MEG agreed to help with comments on identification where
requested and the project co-ordinator, Rachel Heminway Hurst, has just sent
through an excel spreadsheet with details of 36 items they would like help
with. Photographs of these items have also
been sent through by Mail Express file transfer and we are considering how to
share these on the MEG website or Facebook pages. Meanwhile we thought it would
be good to begin by showcasing some items in this blog. Antonia has added her comments (AL), after
those by Len Pole (LP). Any examples of comparative pieces or suggestions of
published references are very welcome and will be credited in the items’ museum
records. Do send your comments to Rachel at, copying
in the MEG chair.
The uniques project is holding a celebration and
end of project event on Friday 20 March at Maidstone and MEG
members are warmly invited.
A pair of West African figure carvings, Bexhill Museum
Standing figures of pale light wood, female and male, the
female with a horned headdress. Both have pokerwork cross marks on their
cheeks, and neckrolls. The female also has vertical triple dash marks three
times on her body.
LP: The exhibition catalogue: Hair in AfricanArt & Culture, Cat.1, and fig 4,
shows a figure with plaiting similar to this, from the Fanti, Southern Ghana.

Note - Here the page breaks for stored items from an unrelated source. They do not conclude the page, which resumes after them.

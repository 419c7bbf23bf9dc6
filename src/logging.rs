// ABOUTME: Logging configuration and structured logging setup for observability and debugging
// ABOUTME: Configures log levels, formatters, and output destinations for the stdio server
//
// Licensed under the Apache License, Version 2.0 <LICENSE-APACHE or
// http://www.apache.org/licenses/LICENSE-2.0> or the MIT license
// <LICENSE-MIT or http://opensource.org/licenses/MIT>, at your
// option. This file may not be copied, modified, or distributed
// except according to those terms.

//! Logging configuration with structured output
//!
//! All log output goes to stderr: stdout belongs to the JSON-RPC stream and
//! a single stray log line there would corrupt the protocol.

use anyhow::Result;
use std::env;
use std::io;
use tracing::info;
use tracing_subscriber::{
    fmt::{self, format::FmtSpan},
    layer::SubscriberExt,
    util::SubscriberInitExt,
    EnvFilter,
};

/// Logging configuration
#[derive(Debug, Clone)]
pub struct LoggingConfig {
    /// Log level (trace, debug, info, warn, error)
    pub level: String,
    /// Output format (json, pretty, compact)
    pub format: LogFormat,
    /// Include source file and line numbers
    pub include_location: bool,
    /// Include thread information
    pub include_thread: bool,
    /// Include span information for tracing
    pub include_spans: bool,
    /// Service name for structured logging
    pub service_name: String,
    /// Service version
    pub service_version: String,
    /// Environment (development, staging, production)
    pub environment: String,
    /// Truncate long MCP request/response logs for readability
    pub truncate_mcp_logs: bool,
}

/// Log output format options
#[derive(Debug, Clone)]
pub enum LogFormat {
    /// `JSON` format for production logging
    Json,
    /// Pretty format for development
    Pretty,
    /// Compact format for space-constrained environments
    Compact,
}

impl Default for LoggingConfig {
    fn default() -> Self {
        Self {
            level: "info".into(),
            format: LogFormat::Pretty,
            include_location: false,
            include_thread: false,
            include_spans: false,
            service_name: "garth-mcp-server".into(),
            service_version: env!("CARGO_PKG_VERSION").to_owned(),
            environment: "development".into(),
            truncate_mcp_logs: true,
        }
    }
}

impl LoggingConfig {
    /// Create logging configuration from environment variables
    #[must_use]
    pub fn from_env() -> Self {
        let level = env::var("RUST_LOG")
            .or_else(|_| env::var("LOG_LEVEL"))
            .unwrap_or_else(|_| "info".into());

        let format = match env::var("LOG_FORMAT").as_deref() {
            Ok("json") => LogFormat::Json,
            Ok("compact") => LogFormat::Compact,
            _ => LogFormat::Pretty,
        };

        let environment = env::var("ENVIRONMENT").unwrap_or_else(|_| "development".into());

        // In production, use more detailed logging
        let is_production = environment == "production";

        Self {
            level,
            format,
            include_location: is_production || env::var("LOG_INCLUDE_LOCATION").is_ok(),
            include_thread: is_production || env::var("LOG_INCLUDE_THREAD").is_ok(),
            include_spans: is_production || env::var("LOG_INCLUDE_SPANS").is_ok(),
            service_name: env::var("SERVICE_NAME").unwrap_or_else(|_| "garth-mcp-server".into()),
            service_version: env::var("SERVICE_VERSION")
                .unwrap_or_else(|_| env!("CARGO_PKG_VERSION").to_owned()),
            environment,
            truncate_mcp_logs: env::var("MCP_LOG_TRUNCATE")
                .map(|v| v != "false" && v != "0")
                .unwrap_or(true),
        }
    }

    /// Initialize the global tracing subscriber
    ///
    /// # Errors
    ///
    /// Returns an error if the tracing subscriber fails to initialize
    pub fn init(&self) -> Result<()> {
        // Base filter from RUST_LOG when set, otherwise the configured level,
        // with noise reduction for the HTTP stack applied either way
        let env_filter = env::var("RUST_LOG")
            .map_or_else(|_| EnvFilter::new(&self.level), EnvFilter::new)
            .add_directive(
                "hyper=warn"
                    .parse()
                    .unwrap_or_else(|_| tracing::Level::WARN.into()),
            )
            .add_directive(
                "hyper_util=warn"
                    .parse()
                    .unwrap_or_else(|_| tracing::Level::WARN.into()),
            )
            .add_directive(
                "reqwest=warn"
                    .parse()
                    .unwrap_or_else(|_| tracing::Level::WARN.into()),
            )
            .add_directive(
                "rustls=warn"
                    .parse()
                    .unwrap_or_else(|_| tracing::Level::WARN.into()),
            )
            // Keep our application logs at the desired level
            .add_directive(
                format!("garth_mcp_server={}", self.level)
                    .parse()
                    .unwrap_or_else(|_| tracing::Level::INFO.into()),
            );

        let registry = tracing_subscriber::registry().with(env_filter);

        match self.format {
            LogFormat::Json => {
                let json_layer = fmt::layer()
                    .with_file(self.include_location)
                    .with_line_number(self.include_location)
                    .with_thread_ids(self.include_thread)
                    .with_thread_names(self.include_thread)
                    .with_target(true)
                    .with_writer(io::stderr)
                    .with_span_events(if self.include_spans {
                        FmtSpan::NEW | FmtSpan::CLOSE
                    } else {
                        FmtSpan::NONE
                    })
                    .json();

                registry.with(json_layer).init();
            }
            LogFormat::Pretty => {
                let pretty_layer = fmt::layer()
                    .with_file(self.include_location)
                    .with_line_number(self.include_location)
                    .with_thread_ids(self.include_thread)
                    .with_thread_names(self.include_thread)
                    .with_target(true)
                    .with_writer(io::stderr)
                    .with_span_events(if self.include_spans {
                        FmtSpan::NEW | FmtSpan::CLOSE
                    } else {
                        FmtSpan::NONE
                    });

                registry.with(pretty_layer).init();
            }
            LogFormat::Compact => {
                let compact_layer = fmt::layer()
                    .compact()
                    .with_file(false)
                    .with_line_number(false)
                    .with_thread_ids(false)
                    .with_thread_names(false)
                    .with_target(false)
                    .with_writer(io::stderr)
                    .with_span_events(FmtSpan::NONE);

                registry.with(compact_layer).init();
            }
        }

        self.log_startup_info();

        Ok(())
    }

    /// Log structured startup information
    fn log_startup_info(&self) {
        info!(
            service.name = %self.service_name,
            service.version = %self.service_version,
            environment = %self.environment,
            log.level = %self.level,
            log.format = ?self.format,
            "Garth MCP Server starting up"
        );
    }
}

/// Initialize logging with default configuration
///
/// # Errors
///
/// Returns an error if logging initialization fails
pub fn init_default() -> Result<()> {
    LoggingConfig::default().init()
}

/// Initialize logging from environment
///
/// # Errors
///
/// Returns an error if logging initialization fails
pub fn init_from_env() -> Result<()> {
    LoggingConfig::from_env().init()
}

/// Truncate a protocol payload for logging when truncation is enabled
#[must_use]
pub fn truncate_for_log(payload: &str, truncate: bool) -> String {
    const MAX_LOGGED: usize = 500;
    if truncate && payload.len() > MAX_LOGGED {
        let cut = payload
            .char_indices()
            .take_while(|(i, _)| *i < MAX_LOGGED)
            .last()
            .map_or(0, |(i, c)| i + c.len_utf8());
        format!("{}... ({} bytes total)", &payload[..cut], payload.len())
    } else {
        payload.to_owned()
    }
}

#[cfg(test)]
mod tests {
    use super::*;

    #[test]
    fn test_truncate_for_log_short_payload_untouched() {
        let payload = r#"{"jsonrpc":"2.0","method":"ping","id":1}"#;
        assert_eq!(truncate_for_log(payload, true), payload);
    }

    #[test]
    fn test_truncate_for_log_long_payload() {
        let payload = "x".repeat(2000);
        let logged = truncate_for_log(&payload, true);
        assert!(logged.len() < payload.len());
        assert!(logged.contains("2000 bytes total"));
    }

    #[test]
    fn test_truncate_disabled_keeps_payload() {
        let payload = "y".repeat(2000);
        assert_eq!(truncate_for_log(&payload, false), payload);
    }
}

AL: Older Fanti figures are usually more abstract than this,
for example the one at the Art Institute, Chicago. I wondered about a Nigerian provenance, thinking of the PRM Ibo mask with the
cross keloid design on its cheeks, as shown in the introductory guide. But the eye shapes of this pair are more Akan.
A 1930s Akan female figure here is very similar to the female figure here,
but has a warmer patina and surviving beadwork ornaments.
A Melanesian woman’s
skirt, Bexhill Museum
Described as “Full dress of a woman of New Hebrides” made
of barkcloth, a waistband with attached folded strips of dark barkcloth,
wrapped in thin strips of lighter barkcloth, with an additional three strands
of red patterned printed cotton cloth.
LP:
From Vanuatu. This is not familiar to me, I can’t find anything similar
in Bonnemaison et al “Arts of Vanuatu”,
we should contact Lissant Bolton , at the British Museum says "I have never seen anything like this. Or at least, not from Vanuatu. The only place it can be from is Erromango, and frankly, I doubt that. But there is always something to learn. If you hadn't told me the label I would have suggested that it was possibly from somewhere like Kiribati? But as you know barkcloth isn't a common material for artefacts made in Kiribati. So it remains a mystery. I've looked through quite a lot of books, I'll let you know if I do find anything.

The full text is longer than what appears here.